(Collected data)

━━━━

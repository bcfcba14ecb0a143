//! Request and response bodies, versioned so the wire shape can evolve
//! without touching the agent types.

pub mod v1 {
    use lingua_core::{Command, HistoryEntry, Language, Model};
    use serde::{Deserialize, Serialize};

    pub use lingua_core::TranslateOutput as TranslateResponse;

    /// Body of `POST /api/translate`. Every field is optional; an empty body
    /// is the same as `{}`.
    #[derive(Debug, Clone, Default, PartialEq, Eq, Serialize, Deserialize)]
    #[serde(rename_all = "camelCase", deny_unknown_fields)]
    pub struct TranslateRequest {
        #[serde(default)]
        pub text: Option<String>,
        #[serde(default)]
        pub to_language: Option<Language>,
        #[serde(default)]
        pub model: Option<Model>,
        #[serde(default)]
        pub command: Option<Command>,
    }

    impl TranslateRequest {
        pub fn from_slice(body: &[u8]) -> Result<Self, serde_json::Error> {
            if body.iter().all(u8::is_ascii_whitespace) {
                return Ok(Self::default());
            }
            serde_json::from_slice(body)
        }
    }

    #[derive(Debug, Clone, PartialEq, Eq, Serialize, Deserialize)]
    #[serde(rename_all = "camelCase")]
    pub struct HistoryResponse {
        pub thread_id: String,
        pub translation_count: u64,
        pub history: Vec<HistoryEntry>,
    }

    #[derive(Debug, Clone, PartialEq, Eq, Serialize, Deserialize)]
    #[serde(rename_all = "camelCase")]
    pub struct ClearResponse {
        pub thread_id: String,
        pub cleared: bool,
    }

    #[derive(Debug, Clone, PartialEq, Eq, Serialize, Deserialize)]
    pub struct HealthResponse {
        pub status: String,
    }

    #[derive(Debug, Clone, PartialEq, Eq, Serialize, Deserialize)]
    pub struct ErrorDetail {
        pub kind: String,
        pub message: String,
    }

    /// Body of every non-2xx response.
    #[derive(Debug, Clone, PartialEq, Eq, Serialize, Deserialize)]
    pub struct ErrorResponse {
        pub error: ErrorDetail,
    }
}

━━━━

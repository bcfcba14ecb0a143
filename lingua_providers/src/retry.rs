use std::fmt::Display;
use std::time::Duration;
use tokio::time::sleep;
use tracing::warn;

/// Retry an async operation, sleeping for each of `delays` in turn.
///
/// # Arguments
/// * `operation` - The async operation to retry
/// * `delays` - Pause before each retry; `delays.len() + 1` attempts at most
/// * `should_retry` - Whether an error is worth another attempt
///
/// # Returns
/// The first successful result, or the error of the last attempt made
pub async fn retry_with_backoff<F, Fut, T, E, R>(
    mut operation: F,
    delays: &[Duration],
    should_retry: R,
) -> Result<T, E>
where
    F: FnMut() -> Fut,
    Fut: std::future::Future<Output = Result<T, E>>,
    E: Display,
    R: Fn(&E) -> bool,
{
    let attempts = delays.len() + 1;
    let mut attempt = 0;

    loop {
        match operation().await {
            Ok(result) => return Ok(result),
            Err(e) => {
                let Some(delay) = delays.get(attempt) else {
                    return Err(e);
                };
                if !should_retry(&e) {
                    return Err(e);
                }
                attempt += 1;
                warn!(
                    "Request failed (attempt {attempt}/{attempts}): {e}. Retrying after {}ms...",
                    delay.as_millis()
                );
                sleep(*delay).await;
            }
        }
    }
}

━━━━

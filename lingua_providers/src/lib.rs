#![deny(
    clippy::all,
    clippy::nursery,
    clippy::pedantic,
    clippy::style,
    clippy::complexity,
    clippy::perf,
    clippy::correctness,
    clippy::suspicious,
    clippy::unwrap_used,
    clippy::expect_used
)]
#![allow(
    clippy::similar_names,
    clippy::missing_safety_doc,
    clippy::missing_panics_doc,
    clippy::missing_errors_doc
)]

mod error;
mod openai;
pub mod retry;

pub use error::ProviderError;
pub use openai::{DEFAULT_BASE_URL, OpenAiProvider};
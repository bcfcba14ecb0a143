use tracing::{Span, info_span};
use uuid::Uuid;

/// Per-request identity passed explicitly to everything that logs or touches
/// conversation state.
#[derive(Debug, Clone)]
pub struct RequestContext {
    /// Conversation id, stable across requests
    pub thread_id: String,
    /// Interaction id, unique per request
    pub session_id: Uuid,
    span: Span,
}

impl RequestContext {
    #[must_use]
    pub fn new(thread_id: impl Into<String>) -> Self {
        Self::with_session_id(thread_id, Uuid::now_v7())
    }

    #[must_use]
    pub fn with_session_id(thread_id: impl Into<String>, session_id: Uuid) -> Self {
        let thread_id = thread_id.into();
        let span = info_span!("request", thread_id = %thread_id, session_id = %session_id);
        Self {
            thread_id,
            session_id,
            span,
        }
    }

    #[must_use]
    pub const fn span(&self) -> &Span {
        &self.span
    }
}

━━━━

Of the lines above, output exactly those from the line bearing "pub struct RequestContext" through the line bearing "pub fn new(thread_id: impl", inclusive.

### [RESPONSE TO THIS EXERCISE]
pub struct RequestContext {
    /// Conversation id, stable across requests
    pub thread_id: String,
    /// Interaction id, unique per request
    pub session_id: Uuid,
    span: Span,
}

impl RequestContext {
    #[must_use]
    pub fn new(thread_id: impl Into<String>) -> Self {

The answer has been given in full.